Un jeune enseignant fait de l’égalité des sexes dans et par l’éducation une réalité en Éthiopie

Jeune fille de Semien Shewa, en Éthiopie, qui grandissait dans la campagne de Seydebir, Tigist devait marcher pendant une heure pour aller à l’école. Quand elle était à l’école primaire, elle marchait tous les jours à l’école avec son frère. Ils ont marché en montant et en descente et ont traversé une rivière sous le soleil pour se rendre à l’école.

La promenade de Tigist à l’école était remplie de peur. Elle a souvent entendu parler de filles qui se sont noyées dans la rivière ou qui ont été violées en se rendant à l’école. L’un de ses proches parents a été enlevé alors qu’elle n’avait que sept ans et n’est jamais rentrée chez elle.

Tigist, maintenant âgé de 20 ans, est un étudiant diplômé du département des sciences intégrées du Kotebe Metropolitan College à Addis-Abeba. Dans le cadre de ses études, Tigist enseigne actuellement à l’école primaire Netsanet Birhan. Elle a une classe de troisième année de 38 élèves, dont 24 filles.

Bien que les défis auxquels elle a été confrontée en grandissant dans une zone rurale puissent être différents de ceux auxquels les filles sont confrontées dans les zones urbaines, elle pense que les questions d’égalité des sexes sont pertinentes dans tous les contextes.

Tigist a participé à une formation sur la pédagogie tenant compte de la problématique hommes-femmes dans le cadre d’un projet de l’UNESCO en Éthiopie. La formation a renforcé la capacité des enseignants à mettre en place des processus d’enseignement et d’apprentissage qui encouragent une participation et une implication égales des garçons et des filles et tiennent compte des intérêts, des styles et des besoins d’apprentissage des garçons et des filles.

«J’ai appris à être sensible aux stéréotypes de genre et à faire en sorte que les principes d’égalité et d’équité soient appliqués à l’école», dit-elle.

Lors de la formation GRP, Tigist a appris que la représentation des filles dans les manuels scolaires contribuait à perpétuer les stéréotypes de genre susceptibles de nuire à l’apprentissage et à la confiance en soi des filles. Elle a observé que les manuels, les notes, les quiz et les exemples illustrés se référaient principalement aux garçons.

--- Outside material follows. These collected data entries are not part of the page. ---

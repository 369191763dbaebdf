use anyhow::{Context, Result};
use async_openai::{Client, config::OpenAIConfig};
use serde::de::DeserializeOwned;
use serde::{Deserialize, Serialize};
use std::path::Path;
use std::time::Duration;
use tracing::warn;

use crate::error::ProviderError;
use crate::models::SignalWeights;
use crate::retry::RetryPolicy;

/// Configuration for the LLM judge
#[derive(Debug, Clone, Deserialize, Serialize)]
pub struct JudgeConfig {
    /// OpenAI-compatible API endpoint
    #[serde(default = "default_api_endpoint")]
    pub api_endpoint: String,
    /// Environment variable name containing the API key
    #[serde(default = "default_env_var_api_key")]
    pub env_var_api_key: String,
    /// Model used to judge submissions
    #[serde(default = "default_judge_model")]
    pub model: String,
    /// Sampling temperature for the judge
    #[serde(default = "default_temperature")]
    pub temperature: f64,
    /// Maximum tokens for the judge reply
    #[serde(default = "default_max_tokens")]
    pub max_tokens: u32,
    /// Rate limit for judge requests per second
    #[serde(default = "default_rate_limit")]
    pub rate_limit_rps: f64,
    /// Per-attempt deadline in seconds
    #[serde(default = "default_judge_timeout_secs")]
    pub timeout_secs: u64,
    /// Extra attempts after the first failure
    #[serde(default = "default_max_retries")]
    pub max_retries: usize,
}

impl JudgeConfig {
    pub fn retry_policy(&self) -> RetryPolicy {
        RetryPolicy::new(Duration::from_secs(self.timeout_secs), self.max_retries)
    }
}

impl Default for JudgeConfig {
    fn default() -> Self {
        Self {
            api_endpoint: default_api_endpoint(),
            env_var_api_key: default_env_var_api_key(),
            model: default_judge_model(),
            temperature: default_temperature(),
            max_tokens: default_max_tokens(),
            rate_limit_rps: default_rate_limit(),
            timeout_secs: default_judge_timeout_secs(),
            max_retries: default_max_retries(),
        }
    }
}

/// Configuration for the embedding provider and cache
#[derive(Debug, Clone, Deserialize, Serialize)]
pub struct EmbeddingConfig {
    #[serde(default = "default_api_endpoint")]
    pub api_endpoint: String,
    #[serde(default = "default_env_var_api_key")]
    pub env_var_api_key: String,
    #[serde(default = "default_embedding_model")]
    pub model: String,
    /// Per-attempt deadline in seconds
    #[serde(default = "default_embedding_timeout_secs")]
    pub timeout_secs: u64,
    #[serde(default = "default_max_retries")]
    pub max_retries: usize,
    /// How long a cached embedding stays valid
    #[serde(default = "default_cache_ttl_secs")]
    pub cache_ttl_secs: u64,
    /// Maximum inputs per provider call
    #[serde(default = "default_batch_size")]
    pub batch_size: usize,
    /// Maximum provider calls in flight for one batch
    #[serde(default = "default_batch_concurrency")]
    pub batch_concurrency: usize,
}

impl EmbeddingConfig {
    pub fn retry_policy(&self) -> RetryPolicy {
        RetryPolicy::new(Duration::from_secs(self.timeout_secs), self.max_retries)
    }

    pub fn cache_ttl(&self) -> Duration {
        Duration::from_secs(self.cache_ttl_secs)
    }
}

impl Default for EmbeddingConfig {
    fn default() -> Self {
        Self {
            api_endpoint: default_api_endpoint(),
            env_var_api_key: default_env_var_api_key(),
            model: default_embedding_model(),
            timeout_secs: default_embedding_timeout_secs(),
            max_retries: default_max_retries(),
            cache_ttl_secs: default_cache_ttl_secs(),
            batch_size: default_batch_size(),
            batch_concurrency: default_batch_concurrency(),
        }
    }
}

/// Composite scoring thresholds
#[derive(Debug, Clone, Deserialize, Serialize)]
pub struct ScoringConfig {
    /// Base weights before renormalization
    #[serde(default)]
    pub weights: SignalWeights,
    /// Minimum composite to pass
    #[serde(default = "default_pass_threshold")]
    pub pass_threshold: u8,
    /// Critical goals scoring below this cap the conversation composite
    #[serde(default = "default_critical_cap")]
    pub critical_cap: u8,
    /// Minimum topical-relatedness confidence for chat submissions. Nothing in
    /// this crate gates on it; callers that guard chat input upstream read it
    /// from the loaded config.
    #[serde(default)]
    pub topic_guard_min_confidence: Option<f64>,
}

impl Default for ScoringConfig {
    fn default() -> Self {
        Self {
            weights: SignalWeights::default(),
            pass_threshold: default_pass_threshold(),
            critical_cap: default_critical_cap(),
            topic_guard_min_confidence: None,
        }
    }
}

fn default_api_endpoint() -> String {
    "https://api.openai.com/v1".to_string()
}

fn default_env_var_api_key() -> String {
    "OPENAI_API_KEY".to_string()
}

fn default_judge_model() -> String {
    "gpt-4o-mini".to_string()
}

fn default_embedding_model() -> String {
    "text-embedding-3-small".to_string()
}

fn default_temperature() -> f64 {
    0.1
}

fn default_max_tokens() -> u32 {
    1000
}

fn default_rate_limit() -> f64 {
    10.0
}

fn default_judge_timeout_secs() -> u64 {
    30
}

fn default_embedding_timeout_secs() -> u64 {
    4
}

fn default_max_retries() -> usize {
    2
}

fn default_cache_ttl_secs() -> u64 {
    300
}

pub(crate) fn default_batch_size() -> usize {
    64
}

pub(crate) fn default_batch_concurrency() -> usize {
    2
}

fn default_pass_threshold() -> u8 {
    70
}

fn default_critical_cap() -> u8 {
    60
}

/// Root configuration
#[derive(Debug, Clone, Default, Deserialize, Serialize)]
pub struct Config {
    #[serde(default)]
    pub judge: JudgeConfig,
    #[serde(default)]
    pub embedding: EmbeddingConfig,
    #[serde(default)]
    pub scoring: ScoringConfig,
}

impl Config {
    /// Load configuration from a TOML file and apply environment overrides
    pub fn from_file(path: &Path) -> Result<Self> {
        let mut config: Config = load_toml(path)?;
        config.apply_env_overrides(|key| std::env::var(key).ok());
        Ok(config)
    }

    /// Apply `JUDGE_MODEL`, `EMBEDDING_MODEL` and `TOPIC_GUARD_MIN_CONFIDENCE`
    pub fn apply_env_overrides<F>(&mut self, lookup: F)
    where
        F: Fn(&str) -> Option<String>,
    {
        if let Some(model) = lookup("JUDGE_MODEL").filter(|m| !m.trim().is_empty()) {
            self.judge.model = model;
        }
        if let Some(model) = lookup("EMBEDDING_MODEL").filter(|m| !m.trim().is_empty()) {
            self.embedding.model = model;
        }
        if let Some(raw) = lookup("TOPIC_GUARD_MIN_CONFIDENCE") {
            match raw.trim().parse::<f64>() {
                Ok(value) if (0.0..=1.0).contains(&value) => {
                    self.scoring.topic_guard_min_confidence = Some(value);
                }
                _ => warn!(value = %raw, "ignoring invalid TOPIC_GUARD_MIN_CONFIDENCE"),
            }
        }
    }
}

/// OpenAI-compatible client with the API key taken from `env_var_api_key`.
///
/// The HTTP client's own timeout backs up the per-attempt deadline.
pub(crate) fn openai_client(
    api_endpoint: &str,
    env_var_api_key: &str,
    timeout_secs: u64,
) -> Result<Client<OpenAIConfig>, ProviderError> {
    let api_key = std::env::var(env_var_api_key)
        .map_err(|_| ProviderError::MissingApiKey(env_var_api_key.to_string()))?;

    let http_client = reqwest::Client::builder()
        .timeout(Duration::from_secs(timeout_secs.max(1)))
        .build()
        .map_err(|e| ProviderError::Request {
            operation: "client".to_string(),
            message: format!("failed to build HTTP client: {}", e),
        })?;

    let openai_config = OpenAIConfig::new()
        .with_api_key(api_key)
        .with_api_base(api_endpoint);

    Ok(Client::with_config(openai_config).with_http_client(http_client))
}

/// Read and parse any TOML input file
pub fn load_toml<T: DeserializeOwned>(path: &Path) -> Result<T> {
    let content = std::fs::read_to_string(path)
        .with_context(|| format!("Failed to read file: {}", path.display()))?;

    toml::from_str(&content).with_context(|| format!("Failed to parse TOML: {}", path.display()))
}

#[cfg(test)]
mod tests {
    use super::*;
    use crate::models::{ChallengeContext, ConversationSubmission, Role};
    use std::collections::HashMap;
    use std::io::Write;
    use tempfile::NamedTempFile;

    fn write_temp(content: &str) -> NamedTempFile {
        let mut temp_file = NamedTempFile::new().unwrap();
        write!(temp_file, "{}", content).unwrap();
        temp_file
    }

    #[test]
    fn test_config_parsing() {
        let temp_file = write_temp(
            r#"
[judge]
api_endpoint = "http://localhost:8080/v1"
env_var_api_key = "JUDGE_KEY"
model = "gpt-4"
temperature = 0.0
max_tokens = 400
rate_limit_rps = 2.0
timeout_secs = 10
max_retries = 1

[embedding]
model = "text-embedding-3-large"
cache_ttl_secs = 60
batch_size = 16

[scoring]
pass_threshold = 75
topic_guard_min_confidence = 0.5
weights = { llm = 0.5, embedding = 0.25, verifier = 0.25 }
"#,
        );

        let config: Config = load_toml(temp_file.path()).unwrap();
        assert_eq!(config.judge.model, "gpt-4");
        assert_eq!(config.judge.api_endpoint, "http://localhost:8080/v1");
        assert_eq!(config.judge.max_tokens, 400);
        assert_eq!(config.judge.max_retries, 1);
        assert_eq!(config.embedding.model, "text-embedding-3-large");
        assert_eq!(config.embedding.cache_ttl(), Duration::from_secs(60));
        assert_eq!(config.embedding.batch_size, 16);
        assert_eq!(config.scoring.pass_threshold, 75);
        assert_eq!(config.scoring.topic_guard_min_confidence, Some(0.5));
        assert_eq!(config.scoring.weights.llm, 0.5);
    }

    #[test]
    fn test_config_defaults() {
        let temp_file = write_temp("");

        let config: Config = load_toml(temp_file.path()).unwrap();
        assert_eq!(config.judge.temperature, 0.1);
        assert_eq!(config.judge.timeout_secs, 30);
        assert_eq!(config.judge.rate_limit_rps, 10.0);
        assert_eq!(config.embedding.timeout_secs, 4);
        assert_eq!(config.embedding.max_retries, 2);
        assert_eq!(config.embedding.cache_ttl_secs, 300);
        assert_eq!(config.scoring.weights, SignalWeights::default());
        assert_eq!(config.scoring.pass_threshold, 70);
        assert_eq!(config.scoring.critical_cap, 60);
    }

    #[test]
    fn test_env_overrides() {
        let env: HashMap<&str, &str> = [
            ("JUDGE_MODEL", "judge-override"),
            ("EMBEDDING_MODEL", "embed-override"),
            ("TOPIC_GUARD_MIN_CONFIDENCE", "0.65"),
        ]
        .into_iter()
        .collect();

        let mut config = Config::default();
        config.apply_env_overrides(|key| env.get(key).map(|v| v.to_string()));

        assert_eq!(config.judge.model, "judge-override");
        assert_eq!(config.embedding.model, "embed-override");
        assert_eq!(config.scoring.topic_guard_min_confidence, Some(0.65));
    }

    #[test]
    fn test_env_overrides_ignore_invalid_values() {
        let mut config = Config::default();
        config.apply_env_overrides(|key| match key {
            "JUDGE_MODEL" => Some("  ".to_string()),
            "TOPIC_GUARD_MIN_CONFIDENCE" => Some("1.7".to_string()),
            _ => None,
        });

        assert_eq!(config.judge.model, "gpt-4o-mini");
        assert_eq!(config.scoring.topic_guard_min_confidence, None);
    }

    #[test]
    fn test_load_challenge_and_conversation() {
        let challenge_file = write_temp(
            r#"
id = 3
title = "Sum"
description = "Add two numbers"
category = "javascript"

[[goals]]
id = "1"
title = "Add"
criteria = "accept two parameters and return their sum"
critical = true
"#,
        );
        let challenge: ChallengeContext = load_toml(challenge_file.path()).unwrap();
        assert_eq!(challenge.goals.len(), 1);
        assert!(challenge.goals[0].critical);
        assert_eq!(challenge.goals[0].weight, 1.0);

        let conversation_file = write_temp(
            r#"
[[messages]]
role = "user"
content = "Write an add function"

[[messages]]
role = "assistant"
content = "function add(a, b) { return a + b; }"
"#,
        );
        let conversation: ConversationSubmission = load_toml(conversation_file.path()).unwrap();
        assert_eq!(conversation.messages.len(), 2);
        assert_eq!(conversation.messages[1].role, Role::Assistant);
    }

    #[test]
    fn test_missing_file_error() {
        let err = load_toml::<Config>(Path::new("/nonexistent/config.toml")).unwrap_err();
        assert!(err.to_string().contains("Failed to read file"));
    }
}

«C’est quelque chose que je n’avais jamais remarqué avant la formation», dit-elle. Elle souligne que les manuels renforçaient les stéréotypes sur les rôles des hommes et des femmes dans la société: «les manuels semblaient suggérer que les professions dans des domaines tels que l’ingénierie, la médecine et le pilotage étaient réservées aux garçons, de sorte que les filles peuvent grandir en sentant qu’elles ne peuvent pas poursuivre une carrière dans ces domaines. zones. ‘

Tigist a décidé de faire un changement.

Quand elle a commencé à enseigner, elle a remarqué que les filles n’étaient pas à l’aise avec les garçons et que moins de filles que de garçons participaient à la classe. Dans sa classe, Tigist s’adresse de manière égale aux filles et aux garçons tout en enseignant et en préparant des questions d’examen.

Elle s’assure que son enseignement inclut les deux sexes et prend également en compte les besoins des élèves qui peuvent avoir des difficultés d’apprentissage.

Tigist explique que la formation l’a aidée à être consciente de tous les détails concernant les questions de genre. “En partageant mon expérience de vie, je dis à mes élèves que toutes les filles peuvent réaliser leurs rêves.”

Le visage de Tigist s’illumine alors qu’elle partage son rêve de retourner un jour dans son village et d’offrir aux filles l’éducation qu’elles méritent. Elle prévoit de sensibiliser la communauté afin que les parents envoient leurs filles à l’école au lieu de les épouser de bonne heure. Elle aspire également à partager ce qu’elle a appris sur le GRP avec les enseignants de son école primaire.

Le projet en Éthiopie vise à améliorer la qualité et la pertinence de l’éducation des adolescentes et à garantir à toutes les filles l’accès et la transition à travers le cycle complet de l’éducation. Il est mis en œuvre par le bureau de liaison de l’UNESCO en Éthiopie, dans le cadre du partenariat UNESCO-HNA pour l’éducation des filles et des femmes . Dans le cadre de ce projet, l’Institut de l’UNESCO pour le renforcement des capacités en Afrique fournit un appui technique au renforcement des capacités institutionnelles en vue de l’intégration de la problématique hommes-femmes dans l’éducation, les droits de reproduction et la formation des enseignants.